Input data »
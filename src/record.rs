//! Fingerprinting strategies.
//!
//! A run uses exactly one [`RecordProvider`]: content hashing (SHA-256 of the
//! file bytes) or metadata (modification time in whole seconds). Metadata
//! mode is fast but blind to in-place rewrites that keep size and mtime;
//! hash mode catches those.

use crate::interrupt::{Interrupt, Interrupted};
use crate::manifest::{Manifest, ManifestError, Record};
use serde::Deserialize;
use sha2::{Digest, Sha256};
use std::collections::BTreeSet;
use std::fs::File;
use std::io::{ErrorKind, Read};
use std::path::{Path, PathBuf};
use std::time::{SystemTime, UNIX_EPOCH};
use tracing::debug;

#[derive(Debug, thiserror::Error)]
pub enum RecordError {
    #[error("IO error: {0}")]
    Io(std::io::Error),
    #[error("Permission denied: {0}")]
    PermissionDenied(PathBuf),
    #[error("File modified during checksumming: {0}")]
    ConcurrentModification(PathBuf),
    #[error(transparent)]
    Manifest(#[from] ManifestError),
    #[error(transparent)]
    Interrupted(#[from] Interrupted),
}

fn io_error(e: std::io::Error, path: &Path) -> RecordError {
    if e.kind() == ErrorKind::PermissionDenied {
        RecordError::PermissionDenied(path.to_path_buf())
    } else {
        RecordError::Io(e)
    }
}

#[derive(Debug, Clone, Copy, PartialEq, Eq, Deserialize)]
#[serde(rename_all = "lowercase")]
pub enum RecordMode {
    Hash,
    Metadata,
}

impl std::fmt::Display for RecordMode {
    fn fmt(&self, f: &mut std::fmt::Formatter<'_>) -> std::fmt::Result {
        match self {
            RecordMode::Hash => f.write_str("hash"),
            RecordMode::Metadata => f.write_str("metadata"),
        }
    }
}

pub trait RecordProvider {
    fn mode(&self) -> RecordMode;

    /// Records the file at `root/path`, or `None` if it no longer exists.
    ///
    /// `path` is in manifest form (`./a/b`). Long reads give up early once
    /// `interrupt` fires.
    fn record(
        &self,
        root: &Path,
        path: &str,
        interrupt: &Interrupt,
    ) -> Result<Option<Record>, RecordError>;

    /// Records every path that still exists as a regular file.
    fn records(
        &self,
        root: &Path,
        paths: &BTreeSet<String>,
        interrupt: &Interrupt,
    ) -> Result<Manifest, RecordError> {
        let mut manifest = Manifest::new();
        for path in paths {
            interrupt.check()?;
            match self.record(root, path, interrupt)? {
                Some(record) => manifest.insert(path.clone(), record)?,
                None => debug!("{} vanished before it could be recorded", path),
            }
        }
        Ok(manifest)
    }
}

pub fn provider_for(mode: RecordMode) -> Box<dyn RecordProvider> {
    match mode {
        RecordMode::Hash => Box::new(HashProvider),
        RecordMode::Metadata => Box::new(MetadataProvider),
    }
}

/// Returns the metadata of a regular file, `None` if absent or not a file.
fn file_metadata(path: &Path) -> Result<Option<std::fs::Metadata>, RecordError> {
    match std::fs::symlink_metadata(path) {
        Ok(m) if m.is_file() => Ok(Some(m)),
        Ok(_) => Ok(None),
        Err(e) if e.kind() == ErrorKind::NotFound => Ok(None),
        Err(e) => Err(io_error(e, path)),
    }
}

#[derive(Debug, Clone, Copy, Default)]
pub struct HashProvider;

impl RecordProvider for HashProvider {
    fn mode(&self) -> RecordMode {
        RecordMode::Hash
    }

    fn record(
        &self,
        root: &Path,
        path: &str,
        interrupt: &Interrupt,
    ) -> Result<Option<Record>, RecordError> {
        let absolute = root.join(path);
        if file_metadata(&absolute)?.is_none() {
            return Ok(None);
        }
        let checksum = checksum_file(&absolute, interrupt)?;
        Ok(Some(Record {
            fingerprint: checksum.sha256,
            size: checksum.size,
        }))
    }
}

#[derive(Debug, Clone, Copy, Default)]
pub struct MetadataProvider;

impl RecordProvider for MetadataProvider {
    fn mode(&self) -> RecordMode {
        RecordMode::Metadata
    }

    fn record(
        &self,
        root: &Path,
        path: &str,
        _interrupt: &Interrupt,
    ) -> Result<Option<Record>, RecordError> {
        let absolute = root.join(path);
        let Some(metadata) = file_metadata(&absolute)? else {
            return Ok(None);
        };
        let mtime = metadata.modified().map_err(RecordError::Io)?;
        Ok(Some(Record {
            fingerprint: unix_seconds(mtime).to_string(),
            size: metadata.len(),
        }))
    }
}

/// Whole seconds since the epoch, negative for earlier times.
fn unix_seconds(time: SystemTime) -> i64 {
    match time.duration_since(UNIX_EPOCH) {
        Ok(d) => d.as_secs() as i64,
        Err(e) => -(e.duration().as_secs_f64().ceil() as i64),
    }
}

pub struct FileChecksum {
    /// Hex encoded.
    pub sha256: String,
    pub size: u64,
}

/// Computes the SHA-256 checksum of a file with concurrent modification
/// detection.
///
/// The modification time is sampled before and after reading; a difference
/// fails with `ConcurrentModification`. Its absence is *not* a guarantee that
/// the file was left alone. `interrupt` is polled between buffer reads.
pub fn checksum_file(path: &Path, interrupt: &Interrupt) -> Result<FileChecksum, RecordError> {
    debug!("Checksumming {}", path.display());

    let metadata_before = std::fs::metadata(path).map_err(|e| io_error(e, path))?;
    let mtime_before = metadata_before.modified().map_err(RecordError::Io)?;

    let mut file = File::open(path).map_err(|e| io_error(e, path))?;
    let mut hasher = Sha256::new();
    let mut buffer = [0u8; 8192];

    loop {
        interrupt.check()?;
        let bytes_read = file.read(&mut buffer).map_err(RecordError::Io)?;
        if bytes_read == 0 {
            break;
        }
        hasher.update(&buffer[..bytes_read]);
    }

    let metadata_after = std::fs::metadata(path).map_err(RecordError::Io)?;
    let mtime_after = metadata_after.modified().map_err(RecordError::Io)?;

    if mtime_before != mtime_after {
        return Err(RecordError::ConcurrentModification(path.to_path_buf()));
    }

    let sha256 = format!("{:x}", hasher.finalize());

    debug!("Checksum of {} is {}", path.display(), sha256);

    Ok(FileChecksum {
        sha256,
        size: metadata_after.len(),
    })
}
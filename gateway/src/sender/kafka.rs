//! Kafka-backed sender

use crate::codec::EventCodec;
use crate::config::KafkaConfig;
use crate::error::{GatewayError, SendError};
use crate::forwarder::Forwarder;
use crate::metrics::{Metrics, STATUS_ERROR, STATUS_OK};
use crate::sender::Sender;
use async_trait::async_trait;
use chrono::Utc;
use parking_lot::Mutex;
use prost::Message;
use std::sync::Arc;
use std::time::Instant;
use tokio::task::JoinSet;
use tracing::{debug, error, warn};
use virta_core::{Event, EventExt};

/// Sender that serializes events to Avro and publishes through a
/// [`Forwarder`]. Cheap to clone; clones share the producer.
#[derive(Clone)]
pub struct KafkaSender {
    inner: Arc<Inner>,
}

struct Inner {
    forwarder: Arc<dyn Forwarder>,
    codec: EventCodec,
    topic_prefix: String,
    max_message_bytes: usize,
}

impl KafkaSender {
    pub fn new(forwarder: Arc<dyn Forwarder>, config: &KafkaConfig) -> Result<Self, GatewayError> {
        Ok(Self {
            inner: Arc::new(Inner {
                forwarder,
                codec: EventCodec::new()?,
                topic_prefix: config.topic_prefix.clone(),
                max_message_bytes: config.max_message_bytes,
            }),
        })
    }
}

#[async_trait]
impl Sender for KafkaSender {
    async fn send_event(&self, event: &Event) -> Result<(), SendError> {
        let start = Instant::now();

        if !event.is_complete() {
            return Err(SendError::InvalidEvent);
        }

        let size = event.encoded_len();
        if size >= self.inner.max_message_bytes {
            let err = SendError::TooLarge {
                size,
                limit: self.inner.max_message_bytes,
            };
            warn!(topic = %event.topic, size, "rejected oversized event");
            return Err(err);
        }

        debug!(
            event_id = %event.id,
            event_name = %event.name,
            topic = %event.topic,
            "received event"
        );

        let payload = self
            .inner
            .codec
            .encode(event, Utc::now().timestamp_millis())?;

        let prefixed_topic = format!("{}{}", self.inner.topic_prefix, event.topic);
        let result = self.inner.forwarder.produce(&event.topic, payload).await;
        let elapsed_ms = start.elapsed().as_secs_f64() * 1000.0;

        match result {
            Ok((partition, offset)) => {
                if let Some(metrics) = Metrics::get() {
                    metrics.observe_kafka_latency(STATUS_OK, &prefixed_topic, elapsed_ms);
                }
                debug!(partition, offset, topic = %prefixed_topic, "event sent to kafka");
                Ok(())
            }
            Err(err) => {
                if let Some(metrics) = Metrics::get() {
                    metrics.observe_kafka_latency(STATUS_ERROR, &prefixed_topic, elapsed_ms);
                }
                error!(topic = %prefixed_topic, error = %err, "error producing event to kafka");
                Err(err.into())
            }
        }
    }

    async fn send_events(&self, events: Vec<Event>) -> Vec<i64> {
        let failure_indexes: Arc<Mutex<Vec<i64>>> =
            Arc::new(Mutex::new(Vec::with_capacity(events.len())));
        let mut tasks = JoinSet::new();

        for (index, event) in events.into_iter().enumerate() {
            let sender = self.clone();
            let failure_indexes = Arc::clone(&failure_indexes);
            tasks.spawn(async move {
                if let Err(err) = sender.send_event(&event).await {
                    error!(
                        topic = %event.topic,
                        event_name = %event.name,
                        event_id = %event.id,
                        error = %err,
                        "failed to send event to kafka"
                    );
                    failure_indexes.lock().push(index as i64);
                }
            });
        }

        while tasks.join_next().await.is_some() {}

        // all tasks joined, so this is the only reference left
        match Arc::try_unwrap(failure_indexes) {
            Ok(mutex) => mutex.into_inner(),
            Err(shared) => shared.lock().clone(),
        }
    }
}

Required work » Repeat word for word every line from the start of the entries to the line holding "fn io_error(e: std::io::Error, path: &Path)", inclusive, and nothing else.

Finished exercise »
filename src/record.rs
//! Fingerprinting strategies.
//!
//! A run uses exactly one [`RecordProvider`]: content hashing (SHA-256 of the
//! file bytes) or metadata (modification time in whole seconds). Metadata
//! mode is fast but blind to in-place rewrites that keep size and mtime;
//! hash mode catches those.

use crate::interrupt::{Interrupt, Interrupted};
use crate::manifest::{Manifest, ManifestError, Record};
use serde::Deserialize;
use sha2::{Digest, Sha256};
use std::collections::BTreeSet;
use std::fs::File;
use std::io::{ErrorKind, Read};
use std::path::{Path, PathBuf};
use std::time::{SystemTime, UNIX_EPOCH};
use tracing::debug;

#[derive(Debug, thiserror::Error)]
pub enum RecordError {
    #[error("IO error: {0}")]
    Io(std::io::Error),
    #[error("Permission denied: {0}")]
    PermissionDenied(PathBuf),
    #[error("File modified during checksumming: {0}")]
    ConcurrentModification(PathBuf),
    #[error(transparent)]
    Manifest(#[from] ManifestError),
    #[error(transparent)]
    Interrupted(#[from] Interrupted),
}

fn io_error(e: std::io::Error, path: &Path) -> RecordError {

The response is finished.